Learn

Box plots, also known as box-and-whisker plots, show the distribution of data by quartiles. Box plots are useful in showing how much a variable varies across values of another variable – are most cases similar in value, or is there a wide range between the highest and lowest values?

In the box plot below, we see the distribution of temperatures for different months within a subset of the `airquality` dataset. As we would expect for New York City, the summer months have the highest temperatures. The center of the box represents the median temperature. The upper and lower bounds of the box show the 75th and 25th percentiles respectively. The whiskers extend up to 1.5 times the distance between the 75th and 25th percentiles. Beyond the whiskers, outliers are shown as points. We can create a box plot using the `geom_boxplot()` layer. The code below creates the box plot shown above, visualizing temperature by month in the `airquality` data.
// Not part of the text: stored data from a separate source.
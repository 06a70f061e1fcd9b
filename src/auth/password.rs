//! Password hashing and verification (Argon2id, PHC string format).

use anyhow::anyhow;
use argon2::{
    password_hash::{rand_core::OsRng, PasswordHash, PasswordHasher as _, PasswordVerifier, SaltString},
    Algorithm, Argon2, Params, Version,
};

use crate::error::{AppError, AppResult};

/// Argon2id work-factor parameters.
#[derive(Debug, Clone, Copy)]
pub struct HashParams {
    pub memory_kib: u32,
    pub iterations: u32,
    pub parallelism: u32,
}

impl Default for HashParams {
    /// Production defaults (RFC 9106 low-memory recommendation).
    fn default() -> Self {
        Self {
            memory_kib: 19_456, // 19 MB
            iterations: 2,
            parallelism: 1,
        }
    }
}

/// Salted one-way hashing of credentials.
#[derive(Debug, Clone, Copy, Default)]
pub struct PasswordHasher {
    params: HashParams,
}

impl PasswordHasher {
    pub fn new(params: HashParams) -> Self {
        Self { params }
    }

    fn argon2(&self) -> AppResult<Argon2<'static>> {
        let params = Params::new(
            self.params.memory_kib,
            self.params.iterations,
            self.params.parallelism,
            None,
        )
        .map_err(|e| AppError::Internal(anyhow!("argon2 params: {e}")))?;
        Ok(Argon2::new(Algorithm::Argon2id, Version::V0x13, params))
    }

    /// Hash a plaintext password into a PHC string with a fresh random salt.
    pub fn hash(&self, password: &str) -> AppResult<String> {
        let salt = SaltString::generate(&mut OsRng);
        let hash = self
            .argon2()?
            .hash_password(password.as_bytes(), &salt)
            .map_err(|e| AppError::Internal(anyhow!("hash password: {e}")))?;
        Ok(hash.to_string())
    }

    /// Verify a plaintext against a stored PHC hash.
    ///
    /// Verification recomputes the full hash with the parameters embedded in
    /// the PHC string, so run time does not depend on where a mismatch occurs.
    pub fn verify(&self, password: &str, hash: &str) -> AppResult<bool> {
        let parsed =
            PasswordHash::new(hash).map_err(|e| AppError::Internal(anyhow!("parse hash: {e}")))?;
        Ok(Argon2::default()
            .verify_password(password.as_bytes(), &parsed)
            .is_ok())
    }
}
``````airquality_boxplot <-
ggplot(airquality,
aes(x = Month, y = Temp)) +
labs(title = "Air Quality: Temperature by Month") +
geom_boxplot()``````

Note that box plots show medians, not means. We’ll cover how to display mean values using bar plots later in this lesson.

### Instructions

1.

Construct a box plot object called `rideshare_boxplot` visualizing the cost of trips in `rideshare_df` by month, using the `Trip.Total` and `Month` variables. In your `aes()` mapping, transform `Month` to a factor (`x = factor(Month)`) so that `ggplot` knows to treat each month as a discrete value, rather than a continuous number.

Print the `rideshare_boxplot` object to see what it looks like. Notice what information is depicted in a box plot, compared to what would be included in a bar plot depicting the same data.